PLS’s Henderson warned that reopening mines could take months and that price volatility made it difficult to decide whether to restart production.
“Last December, there was talk of one of the Chinese mines coming onstream, and then coming off again,” he said. “Each time there was that kind of news flash, pricing responded overnight. We have this dynamic of sentiment-driven pricing, and that’s largely owed to the fact that the market is immature and the mechanisms to guide pricing are yet to be built.”
Core Lithium, one of the smaller operators, is tipped to restart its Finniss mine this year. MinRes declined to comment.
A consistent price of about $US1200 to $US1300 per tonne would change the equation and spur a jump in production, analysts said.
“We continue to forecast relatively short price cycles for spodumene, with the assumed supply side response expected to see prices retreat below US$2000 per tonne during 2027 before climbing again in 2029,” Bairstow said.
“It is likely that new supply announcements and restarting of existing capacity, combined with inventory cycles in China will see increased price volatility.”
The price rebound has also pushed up share prices in Australian lithium miners, squeezing out short sellers – traders who profit when a stock falls in value.
MinRes, PLS and Liontown were once regulars in the ASX’s handful of most shorted stocks. Today, only PLS scrapes into the top 20, according to market data site Shortman.
This is the exact reason why I don't avoid stocks that are highly shorted (using PLS as an example >15%). When the tide turns, many shorters (investors? Nah) risk getting stuck in the mud; a dangerous game to play on the share market.

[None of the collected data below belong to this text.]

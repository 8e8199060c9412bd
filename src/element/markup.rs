//! Shared card markup for element fragments.
//!
//! Binding contract with the scaffold script:
//! - the live value node carries `id="<name>"`;
//! - an actuator control carries `data-element="<name>"`.

/// Render a display card.  `control` is appended inside the card body,
/// after the value node (empty for read-only elements).
pub fn card(header: &str, caption: &str, name: &str, control: &str) -> String {
    format!(
        r#"<div class="container mt-5">
    <div class="row justify-content-center">
        <div class="col-md-6">
            <div class="card text-center">
                <div class="card-header">{header}</div>
                <div class="card-body">
                    <h5 class="card-title">{caption}</h5>
                    <h2 id="{name}"></h2>
                </div>
                {control}
            </div>
        </div>
    </div>
</div>
"#
    )
}

/// Checkbox toggle bound to an actuated element.
pub fn toggle_control(name: &str, label: &str) -> String {
    format!(
        r#"<input type="checkbox" class="btn-check" id="{name}-toggle" data-element="{name}" autocomplete="off">
                <label class="btn btn-outline-success" for="{name}-toggle">{label}</label>"#
    )
}

/// Value-node binding token for `name`.
pub fn value_binding(name: &str) -> String {
    format!(r#"id="{name}""#)
}

/// Control binding token for `name`.
pub fn control_binding(name: &str) -> String {
    format!(r#"data-element="{name}""#)
}
use std::collections::BTreeMap;

use alloy::primitives::Address;

use crate::types::{Alloc, GenesisAccount};

/// Properties read from one line of the accounts section.
#[derive(Debug, Clone, PartialEq, Eq)]
pub struct AccountProperties {
    pub nonce: String,
    pub balance: String,
    pub code: String,
}

/// Accumulates partial account records from both dump sections. The two sections write disjoint
/// fields, so the order in which they are applied does not change the result.
#[derive(Debug, Default)]
pub struct AllocBuilder {
    accounts: BTreeMap<Address, GenesisAccount>,
}

impl AllocBuilder {
    pub fn new() -> Self {
        Self::default()
    }

    /// Sets nonce, balance and code. Returns `true` when an earlier accounts line already set
    /// them for this address; the new values replace the old ones.
    pub fn account(&mut self, address: Address, properties: AccountProperties) -> bool {
        let entry = self.accounts.entry(address).or_default();
        let replaced = entry.nonce.is_some();

        entry.nonce = Some(properties.nonce);
        entry.balance = Some(properties.balance);
        entry.code = Some(properties.code);

        replaced
    }

    /// Attaches a storage mapping, replacing one set by an earlier block for the same address.
    pub fn storage(&mut self, address: Address, storage: BTreeMap<String, String>) -> bool {
        let entry = self.accounts.entry(address).or_default();
        entry.storage.replace(storage).is_some()
    }

    pub fn build(self) -> Alloc {
        Alloc::new(self.accounts)
    }
}
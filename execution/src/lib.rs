pub mod errors;
pub mod payload;
pub mod rpc;
pub mod transaction;
pub mod types;

pub use crate::payload::*;
pub use crate::transaction::*;
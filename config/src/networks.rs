use std::{collections::BTreeMap, fmt::Display, str::FromStr};

use eyre::{eyre, Result};

use crate::base::BaseConfig;
use crate::types::{
    AuraSpec, AuthorityRoundSeal, ChainSpec, GenesisSpec, Seal, ValidatorList, ValidatorSet,
};

#[derive(Copy, Clone, Debug, PartialEq, Eq)]
pub enum Network {
    Gnosis,
    Chiado,
}

impl Network {
    pub fn to_base_config(&self) -> BaseConfig {
        match self {
            Self::Gnosis => gnosis(),
            Self::Chiado => chiado(),
        }
    }
}

impl Display for Network {
    fn fmt(&self, f: &mut std::fmt::Formatter<'_>) -> std::fmt::Result {
        match self {
            Self::Gnosis => f.write_str("gnosis"),
            Self::Chiado => f.write_str("chiado"),
        }
    }
}

impl FromStr for Network {
    type Err = eyre::Report;

    fn from_str(s: &str) -> Result<Self> {
        match s {
            "gnosis" => Ok(Self::Gnosis),
            "chiado" => Ok(Self::Chiado),
            _ => Err(eyre!("network not recognized: {s}")),
        }
    }
}

pub fn gnosis() -> BaseConfig {
    BaseConfig {
        execution_rpc: Some("https://1rpc.io/gnosis".to_string()),
        ..Default::default()
    }
}

pub fn chiado() -> BaseConfig {
    BaseConfig {
        execution_rpc: Some("https://rpc.chiadochain.net".to_string()),
        ..Default::default()
    }
}

const CHIADO_BOOT_VALIDATOR: &str = "0x14747a698Ec1227e6753026C08B29b4d5D3bC484";

/// Genesis parameters for Chiado, the Gnosis testnet.
pub fn chiado_genesis_spec() -> GenesisSpec {
    let validators = ValidatorSet {
        multi: BTreeMap::from([
            (
                0,
                ValidatorList {
                    list: vec![CHIADO_BOOT_VALIDATOR.to_string()],
                },
            ),
            (
                67334,
                ValidatorList {
                    list: [
                        CHIADO_BOOT_VALIDATOR,
                        "0x56D421c0AC39976E89fa400d34ca6579417B84cA",
                        "0x5CD99ac2F0F8C25a1e670F6BaB19D52Aad69D875",
                        "0x60F1CF46B42Df059b98Acf67C1dD7771b100e124",
                        "0x655e97bA0f63A56c2b56EB3e84f7bf42b20Bae14",
                        "0x755B6259938D140626301c0B6026c1C00C9eD5d9",
                        "0xa8010da9Cb0AC018C86A06301963853CC371a18c",
                    ]
                    .map(String::from)
                    .to_vec(),
                },
            ),
        ]),
    };

    GenesisSpec {
        config: ChainSpec {
            chain_id: 10200,
            consensus: "aura".to_string(),
            homestead_block: 0,
            eip150_block: 0,
            eip155_block: 0,
            byzantium_block: 0,
            constantinople_block: 0,
            petersburg_block: 0,
            istanbul_block: 0,
            berlin_block: 0,
            london_block: 0,
            burnt_contract: BTreeMap::from([(
                0,
                "0x1559000000000000000000000000000000000000".to_string(),
            )]),
            terminal_total_difficulty: 0,
            terminal_total_difficulty_passed: true,
            shanghai_time: 1704401480,
            cancun_time: 1704403000,
            min_blob_gas_price: 1000000000,
            max_blob_gas_per_block: 262144,
            target_blob_gas_per_block: 131072,
            blob_gas_price_update_fraction: 1112826,
            aura: AuraSpec {
                step_duration: 5,
                block_reward: 0,
                maximum_uncle_count_transition: 0,
                maximum_uncle_count: 0,
                validators,
                block_reward_contract_address: "0x2000000000000000000000000000000000000001"
                    .to_string(),
                block_reward_contract_transition: 0,
                randomness_contract_address: BTreeMap::from([(
                    0,
                    "0x3000000000000000000000000000000000000001".to_string(),
                )]),
                withdrawal_contract_address: "0xbabe2bed00000000000000000000000000000003"
                    .to_string(),
                two_thirds_majority_transition: 0,
                posdao_transition: 0,
                block_gas_limit_contract_transitions: BTreeMap::from([(
                    0,
                    "0x4000000000000000000000000000000000000001".to_string(),
                )]),
                registrar: "0x6000000000000000000000000000000000000000".to_string(),
            },
            eip1559_collector: "0x1559000000000000000000000000000000000000".to_string(),
        },
        base_fee_per_gas: "0x3b9aca00".to_string(),
        difficulty: "0x01".to_string(),
        gas_limit: "0x989680".to_string(),
        seal: Seal {
            authority_round: AuthorityRoundSeal {
                step: "0x0".to_string(),
                signature: format!("0x{}", "0".repeat(130)),
            },
        },
    }
}

#[cfg(test)]
mod tests {
    use super::*;

    #[test]
    fn test_network_names() {
        for network in [Network::Gnosis, Network::Chiado] {
            assert_eq!(network.to_string().parse::<Network>().unwrap(), network);
        }
        assert!("mainnet".parse::<Network>().is_err());
    }

    #[test]
    fn test_chiado_genesis_spec_layout() {
        let spec = serde_json::to_value(chiado_genesis_spec()).unwrap();

        assert_eq!(spec["config"]["chainId"], 10200);
        assert_eq!(spec["config"]["eip150Block"], 0);
        assert_eq!(spec["config"]["terminalTotalDifficultyPassed"], true);
        assert_eq!(
            spec["config"]["eip1559collector"],
            "0x1559000000000000000000000000000000000000"
        );
        assert_eq!(
            spec["config"]["burntContract"]["0"],
            "0x1559000000000000000000000000000000000000"
        );
        assert_eq!(
            spec["config"]["aura"]["validators"]["multi"]["67334"]["list"]
                .as_array()
                .unwrap()
                .len(),
            7
        );
        assert_eq!(spec["baseFeePerGas"], "0x3b9aca00");
        assert_eq!(
            spec["seal"]["authorityRound"]["signature"]
                .as_str()
                .unwrap()
                .len(),
            132
        );
    }
}
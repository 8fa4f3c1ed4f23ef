use std::{fs::read_to_string, path::PathBuf};

use async_trait::async_trait;
use eyre::Result;

use common::types::BlockTag;

use super::ExecutionRpc;
use crate::types::RpcBlock;

/// Serves blocks from `block_<number>.json` files, falling back to `block.json`.
#[derive(Clone)]
pub struct MockRpc {
    path: PathBuf,
}

#[async_trait]
impl ExecutionRpc for MockRpc {
    fn new(rpc: &str) -> Result<Self> {
        let path = PathBuf::from(rpc);
        Ok(MockRpc { path })
    }

    async fn get_block_by_number(&self, block: BlockTag) -> Result<RpcBlock> {
        let numbered = match block {
            BlockTag::Number(num) => Some(self.path.join(format!("block_{num}.json"))),
            _ => None,
        };

        let file = numbered
            .filter(|path| path.exists())
            .unwrap_or_else(|| self.path.join("block.json"));

        let block = read_to_string(file)?;
        Ok(serde_json::from_str(&block)?)
    }
}
use eyre::WrapErr;
use serde::{Deserialize, Serialize};
use tracing::info;

use common::types::BlockTag;

use crate::errors::ExecutionError;
use crate::rpc::ExecutionRpc;
use crate::transaction::canonicalize;
use crate::types::{RpcBlock, RpcBlockHeader, RpcTransaction};

/// Block document handed to the engine API test harness. Header fields are carried over from
/// the provider block untouched; transactions are canonical hex strings in block order.
#[derive(Debug, Clone, Default, Serialize, Deserialize, PartialEq, Eq)]
#[serde(rename_all = "camelCase")]
pub struct ExecutionPayload {
    pub base_fee_per_gas: String,
    pub block_hash: String,
    pub block_number: String,
    pub extra_data: String,
    pub fee_recipient: String,
    pub gas_limit: String,
    pub gas_used: String,
    pub logs_bloom: String,
    pub parent_hash: String,
    pub prev_randao: String,
    pub receipts_root: String,
    pub state_root: String,
    pub timestamp: String,
    pub transactions: Vec<String>,
}

impl ExecutionPayload {
    pub fn assemble(
        header: &RpcBlockHeader,
        transactions: &[RpcTransaction],
    ) -> Result<Self, ExecutionError> {
        let transactions = transactions
            .iter()
            .enumerate()
            .map(|(index, tx)| {
                canonicalize(tx)
                    .map(|encoded| encoded.to_hex())
                    .map_err(|source| ExecutionError::InvalidTransaction {
                        block: header.number.clone(),
                        index,
                        source,
                    })
            })
            .collect::<Result<Vec<_>, _>>()?;

        info!(
            target: "gnosis_tools::execution",
            block = %header.number,
            transactions = transactions.len(),
            "assembled payload"
        );

        Ok(Self {
            base_fee_per_gas: header.base_fee_per_gas.clone(),
            block_hash: header.hash.clone(),
            block_number: header.number.clone(),
            extra_data: header.extra_data.clone(),
            fee_recipient: header.miner.clone(),
            gas_limit: header.gas_limit.clone(),
            gas_used: header.gas_used.clone(),
            logs_bloom: header.logs_bloom.clone(),
            parent_hash: header.parent_hash.clone(),
            prev_randao: header.mix_hash.clone(),
            receipts_root: header.receipts_root.clone(),
            state_root: header.state_root.clone(),
            timestamp: header.timestamp.clone(),
            transactions,
        })
    }
}

impl TryFrom<&RpcBlock> for ExecutionPayload {
    type Error = ExecutionError;

    fn try_from(block: &RpcBlock) -> Result<Self, Self::Error> {
        Self::assemble(&block.header, &block.transactions)
    }
}

/// Fetches a single block from the provider and converts it into a payload. Nothing is retried;
/// a provider or encoding failure fails the whole block.
pub async fn fetch_payload<R: ExecutionRpc>(
    rpc: &R,
    block: BlockTag,
) -> eyre::Result<ExecutionPayload> {
    let rpc_block = rpc
        .get_block_by_number(block)
        .await
        .wrap_err_with(|| format!("could not fetch block {block}"))?;

    Ok(ExecutionPayload::try_from(&rpc_block)?)
}
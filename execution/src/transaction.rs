use std::{fmt::Display, str::FromStr};

use alloy::primitives::{keccak256, Address, Bytes, B256, U256};
use alloy_rlp::RlpEncodable;
use tracing::debug;

use common::utils::{hex_str_to_address, hex_str_to_bytes, hex_str_to_u256};

use crate::errors::TransactionError;
use crate::types::{RpcAccessListItem, RpcTransaction};

/// EIP-2718 type discriminants this crate knows how to encode.
#[derive(Debug, Clone, Copy, PartialEq, Eq)]
#[repr(u8)]
pub enum TxType {
    Legacy = 0,
    Eip1559 = 2,
}

impl TryFrom<u8> for TxType {
    type Error = TransactionError;

    fn try_from(value: u8) -> Result<Self, Self::Error> {
        match value {
            0 => Ok(TxType::Legacy),
            2 => Ok(TxType::Eip1559),
            other => Err(TransactionError::UnsupportedTransactionType(format!(
                "0x{other:x}"
            ))),
        }
    }
}

impl FromStr for TxType {
    type Err = TransactionError;

    fn from_str(s: &str) -> Result<Self, Self::Err> {
        let unsupported = || TransactionError::UnsupportedTransactionType(s.to_string());
        let digits = s.strip_prefix("0x").ok_or_else(unsupported)?;
        let value = u8::from_str_radix(digits, 16).map_err(|_| unsupported())?;

        TxType::try_from(value).map_err(|_| unsupported())
    }
}

impl Display for TxType {
    fn fmt(&self, f: &mut std::fmt::Formatter<'_>) -> std::fmt::Result {
        write!(f, "0x{:x}", *self as u8)
    }
}

// The field order of the structs below is the order of the encoded list. Do not reorder.

#[derive(Debug, Clone, PartialEq, Eq, RlpEncodable)]
pub struct LegacyTransaction {
    pub nonce: U256,
    pub gas_price: U256,
    pub gas_limit: U256,
    pub to: Address,
    pub value: U256,
    pub data: Bytes,
    pub v: U256,
    pub r: Bytes,
    pub s: Bytes,
}

#[derive(Debug, Clone, PartialEq, Eq, RlpEncodable)]
pub struct AccessListItem {
    pub address: Address,
    pub storage_keys: Vec<B256>,
}

#[derive(Debug, Clone, PartialEq, Eq, RlpEncodable)]
pub struct FeeMarketTransaction {
    pub chain_id: U256,
    pub nonce: U256,
    pub max_priority_fee_per_gas: U256,
    pub max_fee_per_gas: U256,
    pub gas_limit: U256,
    pub to: Address,
    pub value: U256,
    pub data: Bytes,
    pub access_list: Vec<AccessListItem>,
    pub v: U256,
    pub r: Bytes,
    pub s: Bytes,
}

#[derive(Debug, Clone, PartialEq, Eq)]
pub enum TypedTransaction {
    Legacy(LegacyTransaction),
    Eip1559(FeeMarketTransaction),
}

/// Canonical bytes of a transaction together with its hash.
#[derive(Debug, Clone, PartialEq, Eq)]
pub struct EncodedTransaction {
    pub tx_type: TxType,
    /// The list encoding, preceded by the type byte for typed transactions.
    pub raw: Bytes,
    pub hash: B256,
}

impl EncodedTransaction {
    pub fn to_hex(&self) -> String {
        format!("0x{}", hex::encode(&self.raw))
    }
}

impl TypedTransaction {
    pub fn tx_type(&self) -> TxType {
        match self {
            Self::Legacy(_) => TxType::Legacy,
            Self::Eip1559(_) => TxType::Eip1559,
        }
    }

    pub fn encode(&self) -> EncodedTransaction {
        let tx_type = self.tx_type();
        let payload = match self {
            Self::Legacy(tx) => alloy_rlp::encode(tx),
            Self::Eip1559(tx) => alloy_rlp::encode(tx),
        };

        // The hash covers the list encoding only, never the type byte.
        let hash = keccak256(&payload);
        let raw = match tx_type {
            TxType::Legacy => payload,
            _ => [vec![tx_type as u8], payload].concat(),
        };

        debug!(
            target: "gnosis_tools::execution",
            tx_type = %tx_type,
            hash = %hash,
            "encoded transaction"
        );

        EncodedTransaction {
            tx_type,
            raw: Bytes::from(raw),
            hash,
        }
    }
}

impl TryFrom<&RpcTransaction> for TypedTransaction {
    type Error = TransactionError;

    fn try_from(tx: &RpcTransaction) -> Result<Self, Self::Error> {
        let tx_type = tx.tx_type.parse::<TxType>()?;

        let to = match &tx.to {
            Some(to) => address("to", to)?,
            None => return Err(TransactionError::ContractCreation),
        };

        let tx = match tx_type {
            TxType::Legacy => Self::Legacy(LegacyTransaction {
                nonce: quantity("nonce", &tx.nonce)?,
                gas_price: quantity("gasPrice", &tx.gas_price)?,
                gas_limit: quantity("gas", &tx.gas_limit)?,
                to,
                value: quantity("value", &tx.value)?,
                data: bytes("input", &tx.data)?,
                v: quantity("v", &tx.v)?,
                r: bytes("r", &tx.r)?,
                s: bytes("s", &tx.s)?,
            }),
            TxType::Eip1559 => Self::Eip1559(FeeMarketTransaction {
                chain_id: quantity("chainId", &tx.chain_id)?,
                nonce: quantity("nonce", &tx.nonce)?,
                max_priority_fee_per_gas: quantity(
                    "maxPriorityFeePerGas",
                    &tx.max_priority_fee_per_gas,
                )?,
                max_fee_per_gas: quantity("maxFeePerGas", &tx.max_fee_per_gas)?,
                gas_limit: quantity("gas", &tx.gas_limit)?,
                to,
                value: quantity("value", &tx.value)?,
                data: bytes("input", &tx.data)?,
                access_list: access_list(&tx.access_list)?,
                v: quantity("v", &tx.v)?,
                r: bytes("r", &tx.r)?,
                s: bytes("s", &tx.s)?,
            }),
        };

        Ok(tx)
    }
}

/// Parses a provider transaction into its typed form and encodes it.
pub fn canonicalize(tx: &RpcTransaction) -> Result<EncodedTransaction, TransactionError> {
    Ok(TypedTransaction::try_from(tx)?.encode())
}

fn required<'a>(
    field: &'static str,
    value: &'a Option<String>,
) -> Result<&'a str, TransactionError> {
    value.as_deref().ok_or(TransactionError::MissingField(field))
}

fn quantity(field: &'static str, value: &Option<String>) -> Result<U256, TransactionError> {
    let value = required(field, value)?;
    hex_str_to_u256(value).map_err(|_| TransactionError::InvalidQuantity {
        field,
        value: value.to_string(),
    })
}

fn bytes(field: &'static str, value: &Option<String>) -> Result<Bytes, TransactionError> {
    let value = required(field, value)?;
    hex_str_to_bytes(value)
        .map(Bytes::from)
        .map_err(|_| TransactionError::InvalidBytes {
            field,
            value: value.to_string(),
        })
}

fn address(field: &'static str, value: &str) -> Result<Address, TransactionError> {
    hex_str_to_address(value).map_err(|_| TransactionError::InvalidAddress {
        field,
        value: value.to_string(),
    })
}

fn storage_key(value: &str) -> Result<B256, TransactionError> {
    let invalid = || TransactionError::InvalidBytes {
        field: "storageKeys",
        value: value.to_string(),
    };

    let bytes = hex_str_to_bytes(value).map_err(|_| invalid())?;
    if bytes.len() != 32 {
        return Err(invalid());
    }

    Ok(B256::from_slice(&bytes))
}

fn access_list(
    list: &Option<Vec<RpcAccessListItem>>,
) -> Result<Vec<AccessListItem>, TransactionError> {
    let list = list
        .as_ref()
        .ok_or(TransactionError::MissingField("accessList"))?;

    list.iter()
        .map(|item| {
            Ok(AccessListItem {
                address: address("accessList", &item.address)?,
                storage_keys: item
                    .storage_keys
                    .iter()
                    .map(|key| storage_key(key))
                    .collect::<Result<_, _>>()?,
            })
        })
        .collect()
}

#[cfg(test)]
mod tests {
    use alloy::primitives::b256;

    use super::*;

    fn s(value: &str) -> Option<String> {
        Some(value.to_string())
    }

    // Signed example transaction from EIP-155.
    fn eip155_transaction() -> RpcTransaction {
        RpcTransaction {
            tx_type: "0x0".to_string(),
            nonce: s("0x9"),
            gas_price: s("0x4a817c800"),
            gas_limit: s("0x5208"),
            to: s("0x3535353535353535353535353535353535353535"),
            value: s("0xde0b6b3a7640000"),
            data: s("0x"),
            v: s("0x25"),
            r: s("0x28ef61340bd939bc2195fe537567866003e1a15d3c71ff63e1590620aa636276"),
            s: s("0x67cbe9d8997f761aecb703304b3800ccf555c9f3dc64214b297fb1966a3b6d83"),
            ..Default::default()
        }
    }

    // ERC-20 transfer on goerli, block explorer hash 0x2dac1b27... (over type byte and list)
    fn fee_market_transaction() -> RpcTransaction {
        RpcTransaction {
            tx_type: "0x2".to_string(),
            chain_id: s("0x5"),
            nonce: s("0x623355"),
            max_priority_fee_per_gas: s("0x9502f900"),
            max_fee_per_gas: s("0x9502f910"),
            gas_limit: s("0xea60"),
            to: s("0x326c977e6efc84e512bb9c30f76e30c160ed06fb"),
            value: s("0x0"),
            data: s("0xa9059cbb0000000000000000000000007daccf9b3c1ae2fa5c55f1c978aeef700bc83be0000000000000000000000000000000000000000000000001158e460913d00000"),
            access_list: Some(vec![]),
            v: s("0x0"),
            r: s("0xe1445466b058b6f883c0222f1b1f3e2ad9bee7b5f688813d86e3fa8f93aa868c"),
            s: s("0x786d6e7f3aefa8fe73857c65c32e4884d8ba38d0ecfb947fbffb82e8ee80c167"),
            ..Default::default()
        }
    }

    #[test]
    fn test_encode_legacy_reference() {
        let encoded = canonicalize(&eip155_transaction()).unwrap();

        assert_eq!(encoded.tx_type, TxType::Legacy);
        assert_eq!(
            encoded.to_hex(),
            "0xf86c098504a817c800825208943535353535353535353535353535353535353535880de0b6b3a76400008025a028ef61340bd939bc2195fe537567866003e1a15d3c71ff63e1590620aa636276a067cbe9d8997f761aecb703304b3800ccf555c9f3dc64214b297fb1966a3b6d83"
        );
        assert_eq!(
            encoded.hash,
            b256!("33469b22e9f636356c4160a87eb19df52b7412e8eac32a4a55ffe88ea8350788")
        );
    }

    #[test]
    fn test_encode_fee_market_reference() {
        let encoded = canonicalize(&fee_market_transaction()).unwrap();

        assert_eq!(encoded.tx_type, TxType::Eip1559);
        assert_eq!(
            encoded.to_hex(),
            "0x02f8b20583623355849502f900849502f91082ea6094326c977e6efc84e512bb9c30f76e30c160ed06fb80b844a9059cbb0000000000000000000000007daccf9b3c1ae2fa5c55f1c978aeef700bc83be0000000000000000000000000000000000000000000000001158e460913d00000c080a0e1445466b058b6f883c0222f1b1f3e2ad9bee7b5f688813d86e3fa8f93aa868ca0786d6e7f3aefa8fe73857c65c32e4884d8ba38d0ecfb947fbffb82e8ee80c167"
        );
        assert_eq!(
            encoded.hash,
            b256!("0dc5e93981b13f3ea1877c496352860a7d8d674f474e6cd07d087a37aa394a79")
        );
    }

    #[test]
    fn test_type_byte_prefix() {
        let encoded = canonicalize(&fee_market_transaction()).unwrap();
        let hex = encoded.to_hex();

        assert_eq!(&hex[0..2], "0x");
        assert_eq!(&hex[2..4], "02");
        assert_eq!(encoded.raw[0], TxType::Eip1559 as u8);
    }

    #[test]
    fn test_typed_hash_excludes_type_byte() {
        let encoded = canonicalize(&fee_market_transaction()).unwrap();

        assert_eq!(encoded.hash, keccak256(&encoded.raw[1..]));
        assert_ne!(encoded.hash, keccak256(&encoded.raw));

        let legacy = canonicalize(&eip155_transaction()).unwrap();
        assert_eq!(legacy.hash, keccak256(&legacy.raw));
    }

    #[test]
    fn test_encode_access_list() {
        let mut tx = fee_market_transaction();
        tx.access_list = Some(vec![RpcAccessListItem {
            address: "0x326c977e6efc84e512bb9c30f76e30c160ed06fb".to_string(),
            storage_keys: vec![
                "0x0000000000000000000000000000000000000000000000000000000000000001".to_string(),
            ],
        }]);

        let encoded = canonicalize(&tx).unwrap();
        assert!(encoded
            .to_hex()
            .contains("f838f794326c977e6efc84e512bb9c30f76e30c160ed06fbe1a00000000000000000000000000000000000000000000000000000000000000001"));
        assert_eq!(
            encoded.hash,
            b256!("47edd693e6103aca04464957abdfab1e54718f4b4598dfa3292ef67720e6539f")
        );
    }

    #[test]
    fn test_unsupported_types() {
        for tx_type in ["0x1", "0x3", "0x7e", "2", "0xzz"] {
            let mut tx = fee_market_transaction();
            tx.tx_type = tx_type.to_string();

            assert_eq!(
                canonicalize(&tx).unwrap_err(),
                TransactionError::UnsupportedTransactionType(tx_type.to_string())
            );
        }

        assert!(matches!(
            TxType::try_from(1u8),
            Err(TransactionError::UnsupportedTransactionType(_))
        ));
    }

    #[test]
    fn test_missing_field() {
        let mut tx = fee_market_transaction();
        tx.max_fee_per_gas = None;
        assert_eq!(
            canonicalize(&tx).unwrap_err(),
            TransactionError::MissingField("maxFeePerGas")
        );

        // a legacy shaped transaction declared as type 2
        let mut tx = eip155_transaction();
        tx.tx_type = "0x2".to_string();
        assert_eq!(
            canonicalize(&tx).unwrap_err(),
            TransactionError::MissingField("chainId")
        );
    }

    #[test]
    fn test_contract_creation_rejected() {
        let mut tx = eip155_transaction();
        tx.to = None;
        assert_eq!(
            canonicalize(&tx).unwrap_err(),
            TransactionError::ContractCreation
        );
    }

    #[test]
    fn test_invalid_values() {
        let mut tx = eip155_transaction();
        tx.nonce = s("0x");
        assert!(matches!(
            canonicalize(&tx),
            Err(TransactionError::InvalidQuantity { field: "nonce", .. })
        ));

        let mut tx = eip155_transaction();
        tx.to = s("0x3535");
        assert!(matches!(
            canonicalize(&tx),
            Err(TransactionError::InvalidAddress { field: "to", .. })
        ));
    }

    #[test]
    fn test_signature_bytes_kept_verbatim() {
        let mut tx = eip155_transaction();
        tx.r = s("0x0abc");

        let TypedTransaction::Legacy(legacy) = TypedTransaction::try_from(&tx).unwrap() else {
            panic!("expected a legacy transaction");
        };
        assert_eq!(legacy.r, Bytes::from(vec![0x0a, 0xbc]));

        tx.r = s("0xabc");
        let TypedTransaction::Legacy(odd) = TypedTransaction::try_from(&tx).unwrap() else {
            panic!("expected a legacy transaction");
        };
        assert_eq!(odd.r, legacy.r);
    }
}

My thesis remains as it has been for over a year for PLS. Market leaders, can produce cheaper than most others, they own their assets and have a shit load of cash. I have been impressed with their management team during this downturn too. Increasing production capacity and investing in a future that hopefully won't be so grim. But no silly/irrational decision making, at least in my opinion.
I agree that perhaps we have reached the point where the bottom is behind us. But perhaps we haven't. Who knows. I am comfortable though that tomorrow will eventually look better than it does today, and PLS will be stronger for it when that day arrives.
Waiting patiently I shall continue.
I'll go out on a limb and say that with western govs looking to prop (e.g. LTR raise), China is seemingly pivoting its lithium rationality to financial sustainability as it won't be able to squeeze out ex-China supply, the nadir for this cycle is now or just behind us. In that cash, significant further downside risk in lithium is low probability now which means returns are asymmetric to the upside again. As such, it makes lithium an intresting space to once again deploy capital.